A Disney story is often told through video, whether it's a movie, a serial, a newscast, or professional sports. This raises a gamut of research challenges with hard-hitting economic impact: for example, automating labor-intensive processes while preserving art directability, avoiding expensive reshoots by adding content-aware flexibility in postproduction, and adapting to a world with increasingly diverse devices. Video technology, from capture to display, is of utmost importance for many Disney business units. Therefore, the Advanced Video Technology group addresses these needs in leading edge research. This spans the whole range from conventional 2D video, over 3D video, stereoscopic and beyond, to most sophisticated free viewpoint video representations. Camera systems are designed, which take signal acquisition to the next level. A particular focus is on any type of subsequent processing, automatic and interactive, real-time and post-production to create highest quality images.

Projects

2D to 3D Video Conversion

The purpose of this project is to make research contributions in the area of 2d to 3d conversion that can eventually be incorporated into the existing conversion pipeline used by Animation.
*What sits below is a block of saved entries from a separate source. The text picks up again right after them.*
impl SerpentSession {
    pub fn new(seed: u64) -> Self {
        let mut session = Self {
            phase: GamePhase::Menu,
            score: 0,
            high_score: 0,
            level: 0,
            combo: 1.0,
            combo_counter: 0,
            combo_timer: 0.0,
            consecutive_foods: 0,
            game_time: 0.0,
            last_food_time: None,
            snake: Snake::default(),
            obstacles: Obstacles::default(),
            food: None,
            rng: Pcg32::seed_from_u64(seed),
            events: Vec::new(),
        };
        session.load_level(0);
        session
    }

    /// Reset score, clock and level and start playing
    pub fn start_run(&mut self) {
        self.score = 0;
        self.game_time = 0.0;
        self.load_level(0);
        self.phase = GamePhase::Playing;
        log::info!("Serpent run started");
    }

    /// Fresh snake, layout obstacles and food; streak counters cleared
    pub fn load_level(&mut self, index: usize) {
        self.level = index;
        self.snake = Snake::default();
        self.obstacles.load_level(index);
        self.food = None;
        self.spawn_food();

        self.combo = 1.0;
        self.combo_counter = 0;
        self.combo_timer = 0.0;
        self.consecutive_foods = 0;
        self.last_food_time = None;

        log::info!(
            "Serpent level {} loaded ({} obstacles, target length {})",
            self.level + 1,
            self.obstacles.len(),
            target_length(self.level)
        );
    }

    pub fn drain_events(&mut self) -> Vec<GameEvent> {
        std::mem::take(&mut self.events)
    }

    /// Try to place food; leaves `food` as `None` when the board is too full
    pub fn spawn_food(&mut self) {
        self.food = Food::spawn(&mut self.rng, &self.snake, &self.obstacles, self.game_time);
        if self.food.is_none() {
            log::warn!("No free cell found for food, retrying next step");
        }
    }

    pub fn tick(&mut self, input: &TickInput, dt: f32) {
        if input.menu && self.phase != GamePhase::Menu {
            self.phase = GamePhase::Menu;
            return;
        }

        match self.phase {
            GamePhase::Menu | GamePhase::GameOver | GamePhase::Victory => {
                if input.start {
                    self.start_run();
                }
            }
            GamePhase::Paused => {
                if input.pause {
                    self.phase = self.phase.toggle_pause();
                }
            }
            GamePhase::Playing => {
                if input.pause {
                    self.phase = self.phase.toggle_pause();
                    return;
                }
                self.step(input, dt);
            }
        }
    }

    fn step(&mut self, input: &TickInput, dt: f32) {
        let input = if input.idle_mode {
            autopilot::drive(self, input)
        } else {
            input.clone()
        };

        if let Some(dir) = input.direction {
            self.snake.change_direction(dir);
        }

        self.game_time += dt;

        if self.combo_timer > 0.0 {
            self.combo_timer -= dt;
            if self.combo_timer <= 0.0 {
                self.combo_timer = 0.0;
                self.combo = 1.0;
                self.combo_counter = 0;
            }
        }

        if self.food.is_none() {
            self.spawn_food();
        }

        self.snake.update(dt);

        if self.snake.check_wall_collision()
            || self.snake.check_self_collision()
            || self.snake.check_obstacle_collision(&self.obstacles)
        {
            self.events.push(GameEvent::particles(
                EffectKind::Collision,
                cell_center(self.snake.head()),
                palette::RED,
                30,
            ));
            self.game_over();
            return;
        }

        let head = self.snake.head();
        if self.food.as_ref().is_some_and(|f| f.pos == head) {
            self.eat_food();
        } else if self
            .food
            .as_ref()
            .is_some_and(|f| f.is_expired(self.game_time))
        {
            self.spawn_food();
        }

        self.events.push(GameEvent::particles(
            EffectKind::Trail,
            cell_center(head),
            palette::GREEN,
            1,
        ));

        if self.snake.len() >= target_length(self.level) {
            self.level_complete();
        }
    }

    fn eat_food(&mut self) {
        let Some(food) = self.food.take() else {
            return;
        };

        let points = (food.kind.points() as f32 * self.combo) as u64;
        self.score += points;

        match food.kind.effect() {
            FoodEffect::Grow(cells) => self.snake.grow(cells),
            FoodEffect::SpeedBoost => self.snake.activate_speed_boost(),
        }

        self.consecutive_foods += 1;

        let quick = self
            .last_food_time
            .is_some_and(|last| self.game_time - last < COMBO_WINDOW);
        if quick {
            self.combo_counter += 1;
            if self.combo_counter >= COMBO_THRESHOLD {
                self.combo = COMBO_MULTIPLIER;
                self.combo_timer = COMBO_DURATION;
                self.combo_counter = 0;
                self.events.push(GameEvent::ComboEngaged);
                log::debug!("Combo engaged at {:.1}s", self.game_time);
            }
        } else {
            self.combo_counter = 1;
            self.combo = 1.0;
        }
        self.last_food_time = Some(self.game_time);

        self.events.push(GameEvent::particles(
            EffectKind::FoodEaten,
            cell_center(food.pos),
            food.kind.color(),
            15,
        ));
        self.events.push(GameEvent::FoodEaten {
            kind: food.kind,
            points,
        });

        self.spawn_food();

        if self.consecutive_foods % SPEEDUP_EVERY_FOODS == 0 {
            self.snake.increase_speed();
            log::debug!("Snake speed now {:.1}", self.snake.base_speed);
        }
    }

    fn level_complete(&mut self) {
        let bonus = LEVEL_COMPLETE_BONUS * (self.level as u64 + 1);
        self.score += bonus;
        self.high_score = self.high_score.max(self.score);
        self.events.push(GameEvent::LevelComplete {
            level: self.level,
            bonus,
        });
        log::info!(
            "Serpent level {} complete, bonus {} (score {})",
            self.level + 1,
            bonus,
            self.score
        );

        let next = self.level + 1;
        if next >= layout_count() {
            self.level = next;
            self.phase = GamePhase::Victory;
            self.events.push(GameEvent::Victory { score: self.score });
            log::info!("All serpent levels cleared with {} points", self.score);
            return;
        }

        self.load_level(next);
        let count = self
            .rng
            .random_range(EXTRA_OBSTACLES_MIN..=EXTRA_OBSTACLES_MAX);
        let food = self.food.as_ref().map(|f| f.pos);
        let added = self
            .obstacles
            .add_random_obstacles(&mut self.rng, count, &self.snake, food);
        log::debug!("Added {} random obstacles", added);
    }

    fn game_over(&mut self) {
        self.high_score = self.high_score.max(self.score);
        self.phase = GamePhase::GameOver;
        self.events.push(GameEvent::GameOver { score: self.score });
        log::info!(
            "Serpent game over: score {}, length {}, high score {}",
            self.score,
            self.snake.len(),
            self.high_score
        );
    }
}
In order to support 2d3d conversion using warping technologies, improvements must be made to the fundamental warping algorithms. Unlike with image retargeting and stereo editing, objects often have to separate to move in opposite directions. This is currently poorly supported by continuous image warping. Therefore, we will analyze new methods to introduce discontinuities into continuous image warping techniques.
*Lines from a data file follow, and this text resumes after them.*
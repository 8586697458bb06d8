//! Platform abstraction layer
//!
//! The simulation never talks to a window, a keyboard or a GPU. A host
//! supplies:
//! - an `InputSource` polled once per frame
//! - a `Presenter` that receives draw calls and particle requests
//!
//! and drives any `Game` through the frame `Runner`.

pub mod headless;
pub mod runner;

use glam::IVec2;
use serde::{Deserialize, Serialize};

use crate::sim::breaker::{Ball, Brick, EffectTimers, Paddle, PowerUp};
use crate::sim::serpent::{Food, Snake};
use crate::sim::{BreakerSession, GameEvent, GamePhase, ParticleRequest, SerpentSession, TickInput};

pub use headless::{AutoplayInput, LogPresenter, ScriptedInput};
pub use runner::{RunSummary, Runner};

/// Produces the input snapshot for the next frame
pub trait InputSource {
    fn poll(&mut self) -> TickInput;
}

/// Score/status overlay for the current frame
#[derive(Debug, Clone, PartialEq, Serialize, Deserialize)]
pub struct Hud {
    pub phase: GamePhase,
    pub score: u64,
    pub high_score: u64,
    /// 1-based level shown to the player
    pub level: usize,
    /// Breaker only
    pub lives: Option<u32>,
    /// Breaker only: seconds left on timed power-ups
    pub effects: Option<EffectTimers>,
    /// Active score multiplier (serpent) or combo chain (breaker)
    pub combo: f32,
}

/// One thing to draw this frame. Borrowed straight from session state.
#[derive(Debug, Clone, Copy)]
pub enum Drawable<'a> {
    Paddle(&'a Paddle),
    Ball(&'a Ball),
    Brick(&'a Brick),
    PowerUp(&'a PowerUp),
    Snake(&'a Snake),
    Food(&'a Food),
    /// Obstacle cell
    Obstacle(IVec2),
    Hud(&'a Hud),
}

/// Receives everything the host needs to show a frame
pub trait Presenter {
    fn begin_frame(&mut self) {}
    fn draw(&mut self, item: Drawable<'_>);
    /// Fire-and-forget cosmetic burst
    fn spawn_particles(&mut self, req: &ParticleRequest);
    /// Frame finished; `dt` is the frame time in seconds
    fn present(&mut self, dt: f32);
}

/// A session the runner can drive
pub trait Game {
    fn name(&self) -> &'static str;
    fn tick(&mut self, input: &TickInput, dt: f32);
    fn draw(&self, presenter: &mut dyn Presenter);
    fn drain_events(&mut self) -> Vec<GameEvent>;
    fn phase(&self) -> GamePhase;
    fn score(&self) -> u64;
    fn high_score(&self) -> u64;
    /// Text printed on launch
    fn controls_banner(&self) -> &'static str;
}

const BREAKER_BANNER: &str = "\
Brick Breaker - Defender of the Crystal Kingdom
==================================================
Controls:
- Move paddle: Mouse or LEFT/RIGHT arrow keys
- Launch ball: SPACEBAR
- Pause: P key
- Menu: ESC key
==================================================";

const SERPENT_BANNER: &str = "\
Emerald Serpent - The Mystical Garden Quest
==================================================
Controls:
- Movement: Arrow Keys or WASD
- Pause: P key
- Menu: ESC key
==================================================
Objective:
- Eat food to grow
- Reach target length to complete levels
- Avoid walls, obstacles, and yourself
==================================================";

impl Game for BreakerSession {
    fn name(&self) -> &'static str {
        "breaker"
    }

    fn tick(&mut self, input: &TickInput, dt: f32) {
        BreakerSession::tick(self, input, dt);
    }

    fn draw(&self, presenter: &mut dyn Presenter) {
        for brick in self.bricks.iter().filter(|b| b.visible) {
            presenter.draw(Drawable::Brick(brick));
        }
        for powerup in self.powerups.iter().filter(|p| p.active) {
            presenter.draw(Drawable::PowerUp(powerup));
        }
        presenter.draw(Drawable::Paddle(&self.paddle));
        for ball in &self.balls {
            presenter.draw(Drawable::Ball(ball));
        }

        let hud = Hud {
            phase: self.phase,
            score: self.score,
            high_score: self.high_score,
            level: self.level + 1,
            lives: Some(self.lives),
            effects: Some(self.effects.clone()),
            combo: self.combo as f32,
        };
        presenter.draw(Drawable::Hud(&hud));
    }

    fn drain_events(&mut self) -> Vec<GameEvent> {
        BreakerSession::drain_events(self)
    }

    fn phase(&self) -> GamePhase {
        self.phase
    }

    fn score(&self) -> u64 {
        self.score
    }

    fn high_score(&self) -> u64 {
        self.high_score
    }

    fn controls_banner(&self) -> &'static str {
        BREAKER_BANNER
    }
}

impl Game for SerpentSession {
    fn name(&self) -> &'static str {
        "serpent"
    }

    fn tick(&mut self, input: &TickInput, dt: f32) {
        SerpentSession::tick(self, input, dt);
    }

    fn draw(&self, presenter: &mut dyn Presenter) {
        for &cell in self.obstacles.cells() {
            presenter.draw(Drawable::Obstacle(cell));
        }
        if let Some(food) = &self.food {
            presenter.draw(Drawable::Food(food));
        }
        presenter.draw(Drawable::Snake(&self.snake));

        let hud = Hud {
            phase: self.phase,
            score: self.score,
            high_score: self.high_score,
            level: self.level + 1,
            lives: None,
            effects: None,
            combo: self.combo,
        };
        presenter.draw(Drawable::Hud(&hud));
    }

    fn drain_events(&mut self) -> Vec<GameEvent> {
        SerpentSession::drain_events(self)
    }

    fn phase(&self) -> GamePhase {
        self.phase
    }

    fn score(&self) -> u64 {
        self.score
    }

    fn high_score(&self) -> u64 {
        self.high_score
    }

    fn controls_banner(&self) -> &'static str {
        SERPENT_BANNER
    }
}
Traditional cinematographic cameras consist of a single camera, while two-camera cinematographic rigs have also become common with the recent wave of 3D cinema. Taking camera design a further step, this project proposes a system in which a central cinematographic camera is augmented with a clip-on frame of satellite sensors. The satellite devices include compact cameras, a depth sensor, and a thermal camera. The result is a FusionCam that supports more powerful post-production analysis than is possible with a single camera or a two-camera rig, and is able to synthetically generate stereoscopic 3D imagery with specified stereo parameters.

The core research challenge is to produce better depth maps by integrating the high-resolution image from the central cinematographic camera with the information from the satellite sensor modalities. Performing fusion of these different modalities raises questions regarding how the strengths of the modalities can be best exploited, and how the weaknesses of each can best be compensated for. Current work is on analysis of the data at a single time instance, and new work will extend this to temporal analysis of video. [More...]
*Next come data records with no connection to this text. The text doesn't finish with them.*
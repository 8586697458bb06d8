//! Per-tick input snapshot

use glam::IVec2;
use serde::{Deserialize, Serialize};

/// Cardinal direction for grid movement
#[derive(Debug, Clone, Copy, PartialEq, Eq, Hash, Serialize, Deserialize)]
pub enum Direction {
    Up,
    Down,
    Left,
    Right,
}

impl Direction {
    pub const ALL: [Direction; 4] = [
        Direction::Up,
        Direction::Down,
        Direction::Left,
        Direction::Right,
    ];

    pub fn opposite(self) -> Self {
        match self {
            Self::Up => Self::Down,
            Self::Down => Self::Up,
            Self::Left => Self::Right,
            Self::Right => Self::Left,
        }
    }

    /// Unit cell delta (+y is down)
    pub fn delta(self) -> IVec2 {
        match self {
            Self::Up => IVec2::new(0, -1),
            Self::Down => IVec2::new(0, 1),
            Self::Left => IVec2::new(-1, 0),
            Self::Right => IVec2::new(1, 0),
        }
    }
}

/// Input commands for a single tick (deterministic)
#[derive(Debug, Clone, Default, Serialize, Deserialize)]
pub struct TickInput {
    /// Close the application (handled by the runner)
    pub quit: bool,
    /// Pause toggle
    pub pause: bool,
    /// Start a run from the menu or after game over
    pub start: bool,
    /// Back to the menu (Esc)
    pub menu: bool,
    /// Launch stuck balls (breaker)
    pub launch: bool,
    /// Pointer x in screen pixels (breaker paddle center)
    pub pointer_x: Option<f32>,
    /// Held horizontal keys: -1 left, 0 none, +1 right (breaker)
    pub paddle_axis: i8,
    /// Requested heading (serpent)
    pub direction: Option<Direction>,
    /// Idle/demo mode - the session plays itself
    pub idle_mode: bool,
}

impl TickInput {
    /// Clear one-shot commands after the first substep consumed them
    pub fn clear_one_shots(&mut self) {
        self.pause = false;
        self.start = false;
        self.menu = false;
        self.launch = false;
        self.direction = None;
    }

    /// Fold in one-shot commands from an earlier poll that no step consumed
    pub fn carry_one_shots(&mut self, earlier: &TickInput) {
        self.pause |= earlier.pause;
        self.start |= earlier.start;
        self.menu |= earlier.menu;
        self.launch |= earlier.launch;
        self.direction = self.direction.or(earlier.direction);
    }
}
*This project is categorized under Video Processing and Computer Vision.

Our technology for video retargeting allows to adapt the aspect ratio of a video to different output devices, while preserving the shape of visually important objects and hiding the necessary deformation is visually less salient regions. [More]
Stereoscopic 3D creates the illusion of depth. However, extremely careful design is necessary to ensure an excellent user experience, which has to consider display technology, human visual perception and artistic intent. One important functionality in this context is the ability to change the disparity composition (and with that, the depth perception) of the stereo content AFTER capture. This was not supported satisfactory by any system so far. In this ground-breaking work we developed algorithms that provide full control over disparity of given stereo.[More...]

Stereoscopic 3D Copy & Paste

With the increase in popularity of stereoscopic 3D imagery for film, TV, and interactive entertainment, an urgent need for editing tools to support stereo content creation has become apparent. In this paper we present an end-to-end system for object copy & paste in a stereoscopic setting to address this need. There is no straightforward extension of 2D copy & paste to support the addition of the third dimension as we show in this paper.

Warping-based Motion Estimation for High Efficiency Video Coding

Recently, image warping techniques are applied in different domains to create synthetic but visually plausible images, e.g. for image retargeting, artistic manipulation of images, or disparity mapping for stereoscopic 3D. On the other hand, most state-of-the-art video coders like H.264|AVC still employ block-based motion estimation. There, each predicted image is described by blocks of texture, which are copied from an already encoded image. Predicted images often suffer from so called blocking artifacts, which are strongly noticeable and which appear mainly on block boundaries. The goal of this project is a) to evaluate if warping can lead to an improved temporal prediction while creating visually plausible images, and b) to evaluate if warping can contribute to an overall higher video coding efficiency.